In schools, the goal is to improve instruction. Improve the teachers, the testing, the conformity, the expected standards, and the mandated curriculum. Increase homework. Find technology solutions that support the way instruction is done. Hire teachers from colleges that agree with our instructional methods. All of which perpetuates the same way of teaching that has always been done.
Schools do not ask "what if?" questions. They do not seek to make changes that would increase each student's individual learning abilities. Why? Because they are all products of the same system and culture--maximize instruction.

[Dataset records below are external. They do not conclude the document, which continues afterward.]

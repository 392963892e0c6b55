//! netCDF-backed [`ArraySource`], available with the `netcdf` feature.
//!
//! The `netcdf` crate wraps libnetcdf, so the library must be installed on the system.

use crate::dataset::dimension::{AttributeMap, DimensionData};
use crate::dataset::error::DatasetError;
use crate::dataset::reader::ArraySource;
use crate::query::url::format_decimal;
use log::warn;
use netcdf::AttributeValue;
use std::path::{Path, PathBuf};

pub struct NetcdfArrayFile {
    path: PathBuf,
    file: netcdf::File,
}

impl NetcdfArrayFile {
    pub fn open(path: &Path) -> Result<Self, DatasetError> {
        let file = netcdf::open(path)
            .map_err(|e| DatasetError::Open(path.to_path_buf(), e.to_string()))?;
        Ok(Self {
            path: path.to_path_buf(),
            file,
        })
    }

    pub fn path(&self) -> &Path {
        &self.path
    }
}

impl ArraySource for NetcdfArrayFile {
    fn variable_names(&self) -> Result<Vec<String>, DatasetError> {
        Ok(self.file.variables().map(|var| var.name()).collect())
    }

    fn read_variable(&self, name: &str) -> Result<Option<DimensionData>, DatasetError> {
        let Some(var) = self.file.variable(name) else {
            return Ok(None);
        };

        let values: Vec<f64> =
            var.get_values(..)
                .map_err(|e| DatasetError::VariableRead {
                    name: name.to_string(),
                    message: e.to_string(),
                })?;

        let mut attributes = AttributeMap::new();
        for attr in var.attributes() {
            match attr.value() {
                Ok(value) => {
                    attributes.insert(attr.name(), attribute_to_string(value));
                }
                Err(e) => warn!(
                    "Skipping unreadable attribute '{}' on '{}' in {:?}: {}",
                    attr.name(),
                    name,
                    self.path,
                    e
                ),
            }
        }

        Ok(Some(DimensionData::new(values, attributes)))
    }
}

/// Attribute values are kept as plain strings; arrays are comma-joined.
fn attribute_to_string(value: AttributeValue) -> String {
    fn join<T: Copy + Into<f64>>(values: &[T]) -> String {
        values
            .iter()
            .map(|&v| format_decimal(v.into()))
            .collect::<Vec<_>>()
            .join(",")
    }

    match value {
        AttributeValue::Str(s) => s,
        AttributeValue::Strs(items) => items.join(","),
        AttributeValue::Uchar(v) => v.to_string(),
        AttributeValue::Schar(v) => v.to_string(),
        AttributeValue::Ushort(v) => v.to_string(),
        AttributeValue::Short(v) => v.to_string(),
        AttributeValue::Uint(v) => v.to_string(),
        AttributeValue::Int(v) => v.to_string(),
        AttributeValue::Ulonglong(v) => v.to_string(),
        AttributeValue::Longlong(v) => v.to_string(),
        AttributeValue::Float(v) => format_decimal(v.into()),
        AttributeValue::Double(v) => format_decimal(v),
        AttributeValue::Uchars(v) => join(&v),
        AttributeValue::Schars(v) => join(&v),
        AttributeValue::Ushorts(v) => join(&v),
        AttributeValue::Shorts(v) => join(&v),
        AttributeValue::Uints(v) => join(&v),
        AttributeValue::Ints(v) => join(&v),
        AttributeValue::Floats(v) => join(&v),
        AttributeValue::Doubles(v) => join(&v),
        other => format!("{:?}", other),
    }
}

/// Writes a five-month `T`/`temp` file used by tests across the crate.
#[cfg(test)]
pub(crate) fn write_fixture(path: &Path) -> Result<(), netcdf::Error> {
    let mut file = netcdf::create(path)?;
    file.add_dimension("T", 5)?;
    let mut time = file.add_variable::<f64>("T", &["T"])?;
    time.put_attribute("units", "months since 1960-01-01")?;
    time.put_attribute("long_name", "Time")?;
    time.put_values(&[0.0, 1.0, 2.0, 3.0, 4.0], ..)?;

    let mut temp = file.add_variable::<f32>("temp", &["T"])?;
    temp.put_attribute("units", "Celsius_scale")?;
    temp.put_attribute("missing_value", -999.0f32)?;
    temp.put_values(&[1.0f32, 2.5, -999.0, 4.0, 5.0], ..)?;
    Ok(())
}
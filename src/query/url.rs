//! Serializes a [`QueryState`] into the Data Library URL grammar.

use crate::query::state::QueryState;

/// Concatenates every tag segment in application order.
///
/// Aggregation and analysis segments end in `/`, so the leading `/` of whatever
/// follows them is dropped. The result has no data-format suffix; the fetch stage appends it with
/// [`with_data_suffix`].
pub fn generate(state: &QueryState) -> String {
    let mut url = String::new();
    for tag in state.tags() {
        let segment = tag.segment();
        let segment = if url.ends_with('/') {
            segment.strip_prefix('/').unwrap_or(segment.as_str())
        } else {
            segment.as_str()
        };
        url.push_str(segment);
    }
    url
}

/// Appends the file-format selector (for example `data.nc`) to a generated query.
pub fn with_data_suffix(query: &str, suffix: &str) -> String {
    format!(
        "{}/{}",
        query.trim_end_matches('/'),
        suffix.trim_start_matches('/')
    )
}

/// Plain decimal rendering: shortest round-trip digits, never an exponent,
/// integral values without a fraction and no negative zero.
pub(crate) fn format_decimal(value: f64) -> String {
    if value == 0.0 {
        return "0".to_string();
    }
    // f64's Display never switches to scientific notation.
    format!("{}", value)
}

Go to a parent meeting and the school does not ask what parents want to learn about. Instead, they do what they always do. They instruct. Go to a teacher meeting and you won't see much discussion around what is working in different classrooms. But you will see a lot of instruction. Go to a school board meeting and suggest a new way of doing things. You won't see any chin-rubbing pondering with follow-up questions to explore the idea. But you will see explanations (instruction) as to why it can't be done.
Throughout the halls of almost every school in America, we see amazing powers of instruction, but we don't see the practices of learner-centric thinking. (In special ed classrooms we see it, but that's where it stops.)
If you ask them why they don't embrace learner-centric methodologies they will look at you funny and then instruct you. Why? Because that's what they do. You won't see them asking, "How would that be possible?" You won't get an invitation to explain about advancements in education technology, gamification, asynchronous discussions with Ai tracking, micro-learning techniques, and pull-learning metrics that allow every student to discover their individual learning paths. You won't see them ask about meta-cognitive choosing of new learning practices to create lifelong learning desires and empowerment.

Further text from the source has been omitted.